Even so, Judge Sparks wrote that he had seen nothing to indicate that the coordinating board’s decision in 2008 was motivated by an alleged anti-religion bias on the part of board members, Paredes or their reviewers:

“ICRGS has set forth no actual evidence of any animus toward it because of its religious viewpoint by any Defendant (although ICRGS’s filings contain no shortage of speculation on this subject).”

We don’t know whether the ICRGS will appeal, but the ruling is clearly a huge setback for anti-science extremists. The full ruling is here. The National Center for Science Education has more information here.

9 thoughts on “Court Smacks Down Creationist Institute Suit

  1. “Maundering.” My new favorite word.

    We need to get ICRGS’s brief-writer together with Orly Taitz, the birther “lawyer.” The two together could write some STUFF!
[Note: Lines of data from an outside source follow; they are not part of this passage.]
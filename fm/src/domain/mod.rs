//! Domain types for fishmanager
//!
//! Plain value types shared by the state container, the coordinator and the
//! collaborators: shard status, world status, mods, error records and the
//! systemd unit vocabulary. None of these types perform I/O.

mod error;
mod shard;
mod unit;
mod world;

pub use error::{ErrorKind, ErrorRecord};
pub use shard::ShardState;
pub use unit::{UnitAction, UnitStatus};
pub use world::{ModEntry, Player, WorldStatus};
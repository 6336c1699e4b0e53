//! UI cursor state
//!
//! Stored in `AppState` so the whole UI can be redrawn from a snapshot, but
//! otherwise opaque to the core: nothing outside the TUI interprets it.

/// Which dashboard panel owns the cursor
#[derive(Debug, Clone, Copy, PartialEq, Eq, Default)]
pub enum Focus {
    #[default]
    Shards,
    Global,
}

/// Cursor position across the dashboard panels
#[derive(Debug, Clone, Copy, PartialEq, Eq, Default)]
pub struct Selection {
    pub focus: Focus,
    /// Index into the configured shards
    pub shard: usize,
    /// Index into the per-shard action buttons
    pub action: usize,
    /// Index into the global action buttons
    pub global: usize,
}

/// Current interaction mode
#[derive(Debug, Clone, PartialEq, Eq, Default)]
pub enum Mode {
    /// Shards, global actions and chat
    #[default]
    Dashboard,
    /// Live log viewer for one shard
    Logs { shard: String, scroll: usize },
    /// Typing a chat announcement
    ChatInput { buffer: String },
    /// Typing a raw console command
    ConsoleInput { buffer: String },
    /// Keybinding overlay
    Help,
}

impl Mode {
    /// True while a text prompt owns the keyboard
    pub fn is_input(&self) -> bool {
        matches!(self, Self::ChatInput { .. } | Self::ConsoleInput { .. })
    }
}
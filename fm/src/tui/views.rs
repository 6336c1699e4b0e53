//! TUI views and rendering
//!
//! Everything is drawn from an `AppState` snapshot plus the TUI's own
//! `ViewState`. Rendering never modifies either.

use ratatui::Frame;
use ratatui::layout::{Alignment, Constraint, Direction, Layout, Rect};
use ratatui::style::{Modifier, Style};
use ratatui::text::{Line, Span};
use ratatui::widgets::{Block, Borders, Clear, Paragraph, Wrap};
use tracing::trace;

use super::app::{GLOBAL_BUTTONS, SHARD_BUTTONS, ViewState};
use crate::domain::{ErrorRecord, ShardState, WorldStatus};
use crate::state::{AppState, Focus, Mode};

/// Catppuccin Mocha
mod colors {
    use ratatui::style::Color;

    pub const TITLE: Color = Color::Rgb(137, 180, 250); // Blue
    pub const RUNNING: Color = Color::Rgb(166, 227, 161); // Green
    pub const STOPPED: Color = Color::Rgb(243, 139, 168); // Red
    pub const ERROR: Color = Color::Rgb(243, 139, 168); // Red
    pub const WAITING: Color = Color::Rgb(249, 226, 175); // Yellow
    pub const ENABLED: Color = Color::Rgb(148, 226, 213); // Teal
    pub const KEYBIND: Color = Color::Rgb(137, 220, 235); // Sky
    pub const SELECTED_FG: Color = Color::Rgb(30, 30, 46); // Base
    pub const SELECTED_BG: Color = Color::Rgb(203, 166, 247); // Mauve
    pub const BORDER: Color = Color::Rgb(88, 91, 112); // Surface 2
    pub const TEXT: Color = Color::Rgb(205, 214, 244);
    pub const DIM: Color = Color::Rgb(127, 132, 156); // Overlay 1
}

pub const MIN_WIDTH: u16 = 40;
pub const MIN_HEIGHT: u16 = 12;

/// Render the whole screen
///
/// `log_lines` is the buffered output of the shard shown in the log viewer,
/// empty outside of it.
pub fn render(frame: &mut Frame, state: &AppState, view: &ViewState, log_lines: &[String]) {
    trace!(version = state.version, "render: called");
    let area = frame.area();
    if area.width < MIN_WIDTH || area.height < MIN_HEIGHT {
        let msg = Paragraph::new("Terminal too small")
            .alignment(Alignment::Center)
            .style(Style::default().fg(colors::ERROR));
        frame.render_widget(msg, area);
        return;
    }

    let chunks = Layout::default()
        .direction(Direction::Vertical)
        .constraints([
            Constraint::Length(1), // Title
            Constraint::Min(0),    // Panels
            Constraint::Length(1), // Footer
        ])
        .split(area);

    render_title(state, frame, chunks[0]);

    let body = Layout::default()
        .direction(Direction::Horizontal)
        .constraints([Constraint::Percentage(45), Constraint::Percentage(55)])
        .split(chunks[1]);

    let shard_rows = state.shards.len().max(1) as u16 + 2;
    let left = Layout::default()
        .direction(Direction::Vertical)
        .constraints([
            Constraint::Length(shard_rows),
            Constraint::Length(5), // Three rows of global buttons
            Constraint::Min(4),
        ])
        .split(body[0]);

    render_shards(state, frame, left[0]);
    render_global(state, frame, left[1]);
    render_world(state, frame, left[2]);

    match &state.mode {
        Mode::Logs { shard, scroll } => {
            render_logs(state.shard(shard), shard, *scroll, log_lines, frame, body[1])
        }
        _ if view.show_update => render_update(view, frame, body[1]),
        _ => render_chat(state, frame, body[1]),
    }

    render_footer(state, view, frame, chunks[2]);

    if state.mode == Mode::Help {
        render_help_overlay(frame, area);
    }
}

fn panel<'a>(title: impl Into<String>, focused: bool) -> Block<'a> {
    let border = if focused { colors::TITLE } else { colors::BORDER };
    Block::default()
        .borders(Borders::ALL)
        .border_style(Style::default().fg(border))
        .title(Span::styled(
            format!(" {} ", title.into()),
            Style::default().fg(colors::TITLE).add_modifier(Modifier::BOLD),
        ))
}

fn render_title(state: &AppState, frame: &mut Frame, area: Rect) {
    let mut spans = vec![Span::styled(
        " DST SYSTEMD MANAGER",
        Style::default().fg(colors::TITLE).add_modifier(Modifier::BOLD),
    )];
    if state.pending_actions > 0 {
        spans.push(Span::styled(
            " [WAITING...]",
            Style::default().fg(colors::WAITING).add_modifier(Modifier::BOLD),
        ));
    }
    let errors = state.error_count();
    if errors > 0 {
        spans.push(Span::styled(
            format!("  {} error{}", errors, if errors == 1 { "" } else { "s" }),
            Style::default().fg(colors::ERROR),
        ));
    }
    frame.render_widget(Paragraph::new(Line::from(spans)), area);
}

fn button<'a>(label: &'a str, selected: bool) -> Span<'a> {
    if selected {
        Span::styled(
            format!("[{}]", label),
            Style::default()
                .fg(colors::SELECTED_FG)
                .bg(colors::SELECTED_BG)
                .add_modifier(Modifier::BOLD),
        )
    } else {
        Span::styled(format!(" {} ", label), Style::default().fg(colors::TEXT))
    }
}

fn shard_line<'a>(shard: &'a ShardState, selected: bool, action: usize) -> Line<'a> {
    let (icon, color) = if shard.running {
        ("●", colors::RUNNING)
    } else {
        ("○", colors::STOPPED)
    };
    let name_style = if selected {
        Style::default().fg(colors::TITLE).add_modifier(Modifier::BOLD)
    } else {
        Style::default().fg(colors::TEXT)
    };

    let mut spans = vec![
        Span::raw(if selected { "> " } else { "  " }),
        Span::styled(icon, Style::default().fg(color)),
        Span::raw(" "),
        Span::styled(format!("{:<10}", shard.name), name_style),
        Span::styled(
            if shard.enabled { "auto " } else { "     " },
            Style::default().fg(colors::ENABLED),
        ),
    ];
    if shard.last_error.is_some() {
        spans.push(Span::styled(
            "! ",
            Style::default().fg(colors::ERROR).add_modifier(Modifier::BOLD),
        ));
    } else {
        spans.push(Span::raw("  "));
    }
    for (i, b) in SHARD_BUTTONS.iter().enumerate() {
        spans.push(button(b.label(), selected && i == action));
    }
    Line::from(spans)
}

fn render_shards(state: &AppState, frame: &mut Frame, area: Rect) {
    trace!("render_shards: called");
    let focused = state.selection.focus == Focus::Shards && state.mode == Mode::Dashboard;
    let lines: Vec<Line> = if state.shards.is_empty() {
        vec![Line::from(Span::styled("  No shards configured", Style::default().fg(colors::DIM)))]
    } else {
        state
            .shards
            .iter()
            .enumerate()
            .map(|(i, shard)| shard_line(shard, focused && i == state.selection.shard, state.selection.action))
            .collect()
    };
    frame.render_widget(Paragraph::new(lines).block(panel("SHARDS", focused)), area);
}

fn render_global(state: &AppState, frame: &mut Frame, area: Rect) {
    let focused = state.selection.focus == Focus::Global && state.mode == Mode::Dashboard;
    let lines: Vec<Line> = GLOBAL_BUTTONS
        .chunks(2)
        .enumerate()
        .map(|(row, pair)| {
            let mut spans = vec![Span::raw("  ")];
            for (col, b) in pair.iter().enumerate() {
                let index = row * 2 + col;
                spans.push(button(b.label(), focused && index == state.selection.global));
                spans.push(Span::raw("   "));
            }
            Line::from(spans)
        })
        .collect();
    frame.render_widget(Paragraph::new(lines).block(panel("GLOBAL", focused)), area);
}

fn error_line(error: &ErrorRecord) -> Line<'_> {
    Line::from(Span::styled(format!(" {}", error), Style::default().fg(colors::ERROR)))
}

fn world_lines(world: &WorldStatus) -> Vec<Line<'_>> {
    let mut season = format!(" {} · Day {}", capitalize(&world.season), world.day);
    if let Some(left) = world.days_left {
        season.push_str(&format!(" ({} days left)", left));
    }
    if let Some(phase) = &world.phase {
        season.push_str(&format!(" · {}", capitalize(phase)));
    }

    let mut lines = vec![
        Line::from(Span::styled(season, Style::default().fg(colors::TEXT))),
        Line::from(Span::styled(
            format!(" Players ({})", world.player_count),
            Style::default().fg(colors::TITLE),
        )),
    ];
    for player in &world.players {
        lines.push(Line::from(vec![
            Span::raw("   "),
            Span::styled(player.name.as_str(), Style::default().fg(colors::TEXT)),
            Span::styled(format!(" ({})", player.character), Style::default().fg(colors::DIM)),
        ]));
    }
    lines
}

fn render_world(state: &AppState, frame: &mut Frame, area: Rect) {
    trace!("render_world: called");
    let mut lines = match &state.world {
        Some(world) => world_lines(world),
        None => vec![Line::from(Span::styled(
            " No world status yet",
            Style::default().fg(colors::DIM),
        ))],
    };
    if let Some(error) = &state.world_error {
        lines.push(error_line(error));
    }

    let enabled = state.mods.iter().filter(|m| m.enabled).count();
    lines.push(Line::from(Span::styled(
        format!(" Mods: {} enabled of {}", enabled, state.mods.len()),
        Style::default().fg(colors::DIM),
    )));
    if let Some(error) = &state.mods_error {
        lines.push(error_line(error));
    }

    frame.render_widget(
        Paragraph::new(lines)
            .block(panel("WORLD", false))
            .wrap(Wrap { trim: false }),
        area,
    );
}

/// Last lines that fit in `area` inside a border, below `reserved` lines,
/// ending `scroll` lines up from the bottom
fn visible<'a>(lines: &'a [String], area: Rect, reserved: usize, scroll: usize) -> &'a [String] {
    let height = (area.height.saturating_sub(2) as usize).saturating_sub(reserved);
    let end = lines.len().saturating_sub(scroll);
    let start = end.saturating_sub(height);
    &lines[start..end]
}

fn plain_lines(lines: &[String]) -> Vec<Line<'_>> {
    lines
        .iter()
        .map(|l| Line::from(Span::styled(l.as_str(), Style::default().fg(colors::TEXT))))
        .collect()
}

fn render_chat(state: &AppState, frame: &mut Frame, area: Rect) {
    trace!("render_chat: called");
    let mut lines = Vec::new();
    if let Some(error) = &state.chat_error {
        lines.push(error_line(error));
    }
    if state.chat.is_empty() {
        lines.push(Line::from(Span::styled(
            "Game chat will appear here",
            Style::default().fg(colors::DIM),
        )));
    } else {
        let reserved = lines.len();
        lines.extend(plain_lines(visible(&state.chat, area, reserved, 0)));
    }
    frame.render_widget(Paragraph::new(lines).block(panel("LOGS", false)), area);
}

fn render_logs(
    shard: Option<&ShardState>,
    name: &str,
    scroll: usize,
    log_lines: &[String],
    frame: &mut Frame,
    area: Rect,
) {
    trace!(%name, scroll, "render_logs: called");
    let mut lines = Vec::new();
    if let Some(error) = shard.and_then(|s| s.log_error.as_ref()) {
        lines.push(error_line(error));
    }
    if log_lines.is_empty() && lines.is_empty() {
        lines.push(Line::from(Span::styled("Waiting for output...", Style::default().fg(colors::DIM))));
    }
    let reserved = lines.len();
    lines.extend(plain_lines(visible(log_lines, area, reserved, scroll)));

    let title = if scroll > 0 {
        format!("LOGS: {} (+{})", name, scroll)
    } else {
        format!("LOGS: {}", name)
    };
    frame.render_widget(Paragraph::new(lines).block(panel(title, true)), area);
}

fn render_update(view: &ViewState, frame: &mut Frame, area: Rect) {
    let title = if view.updating { "UPDATE (running)" } else { "UPDATE" };
    let lines = plain_lines(visible(&view.update_output, area, 0, 0));
    frame.render_widget(Paragraph::new(lines).block(panel(title, true)), area);
}

fn render_footer(state: &AppState, view: &ViewState, frame: &mut Frame, area: Rect) {
    let prompt = match &state.mode {
        Mode::ChatInput { buffer } => Some(("Chat: ", buffer)),
        Mode::ConsoleInput { buffer } => Some(("Console: ", buffer)),
        _ => None,
    };
    let content = if let Some((label, buffer)) = prompt {
        Line::from(vec![
            Span::styled(label, Style::default().fg(colors::KEYBIND).add_modifier(Modifier::BOLD)),
            Span::raw(buffer.as_str()),
            Span::styled("_", Style::default().add_modifier(Modifier::SLOW_BLINK)),
            Span::styled("  (Enter to send, Esc to cancel)", Style::default().fg(colors::DIM)),
        ])
    } else if let Some(notice) = &view.notice {
        let color = if notice.success { colors::RUNNING } else { colors::ERROR };
        Line::from(Span::styled(format!(" {}", notice.text), Style::default().fg(color)))
    } else {
        let keys = match &state.mode {
            Mode::Logs { .. } => " ↑↓:SCROLL | F:FOLLOW | Q:BACK ",
            _ => " ARROWS:NAV | ENTER:RUN | E:ENABLE | Q:BACK ",
        };
        let mut spans = vec![Span::styled(keys, Style::default().fg(colors::DIM))];
        if state.mode == Mode::Dashboard {
            spans.push(Span::styled(" Press C to chat ", Style::default().fg(colors::KEYBIND)));
        }
        Line::from(spans)
    };
    frame.render_widget(Paragraph::new(content), area);
}

fn render_help_overlay(frame: &mut Frame, area: Rect) {
    trace!("render_help_overlay: called");
    let popup_area = centered_rect(60, 70, area);
    frame.render_widget(Clear, popup_area);

    let help_text = vec![
        Line::from(vec![Span::styled(
            "Keyboard Shortcuts",
            Style::default()
                .add_modifier(Modifier::BOLD | Modifier::UNDERLINED)
                .fg(colors::TITLE),
        )]),
        Line::from(""),
        key_line("↑↓ / jk", "Move between shards and global actions"),
        key_line("←→ / hl", "Select an action"),
        key_line("Enter", "Run the selected action"),
        key_line("e", "Toggle autostart for the shard"),
        key_line("c", "Announce a chat message"),
        key_line(":", "Send a console command"),
        key_line("r", "Refresh status now"),
        key_line("?", "This help"),
        key_line("q / Esc", "Back or quit"),
        Line::from(""),
        Line::from(vec![Span::styled("Logs", Style::default().add_modifier(Modifier::BOLD))]),
        key_line("↑↓ PgUp PgDn", "Scroll"),
        key_line("g / G", "Oldest / newest"),
        key_line("f", "Follow again after an error"),
        Line::from(""),
        Line::from(Span::styled("Press any key to close", Style::default().fg(colors::DIM))),
    ];

    let help = Paragraph::new(help_text)
        .block(panel("Help", true))
        .wrap(Wrap { trim: false });
    frame.render_widget(help, popup_area);
}

fn key_line<'a>(key: &'a str, desc: &'a str) -> Line<'a> {
    Line::from(vec![
        Span::raw("  "),
        Span::styled(format!("{:<14}", key), Style::default().fg(colors::KEYBIND)),
        Span::raw(desc),
    ])
}

/// Helper to create a centered rect
fn centered_rect(percent_x: u16, percent_y: u16, area: Rect) -> Rect {
    let popup_layout = Layout::default()
        .direction(Direction::Vertical)
        .constraints([
            Constraint::Percentage((100 - percent_y) / 2),
            Constraint::Percentage(percent_y),
            Constraint::Percentage((100 - percent_y) / 2),
        ])
        .split(area);

    Layout::default()
        .direction(Direction::Horizontal)
        .constraints([
            Constraint::Percentage((100 - percent_x) / 2),
            Constraint::Percentage(percent_x),
            Constraint::Percentage((100 - percent_x) / 2),
        ])
        .split(popup_layout[1])[1]
}

fn capitalize(s: &str) -> String {
    let mut chars = s.chars();
    match chars.next() {
        Some(first) => first.to_uppercase().chain(chars).collect(),
        None => String::new(),
    }
}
  2. Must have been some sort of pinko, commie, liberal, rationalist, reality-based judge. You just can’t trust that sort to support ANY kind of precious dogma. That right there’s grounds for appeal. 😉

  3. The judge’s legal staff accidentally left out a word his honor no doubt intended to insert at the end of his ruling. Being an editor, I wiil fix it for his honor right here:

    “In conclusion, the Court finds ICRGS has not put forth evidence sufficient to raise a genuine
    issue of material fact with respect to any claim it brings. Thus, Defendants are entitled to summary
    judgment on the totality of ICRGS’s claims against them in this lawsuit. Fruitcakes!!!!!!!!!!!!!!!!!!!”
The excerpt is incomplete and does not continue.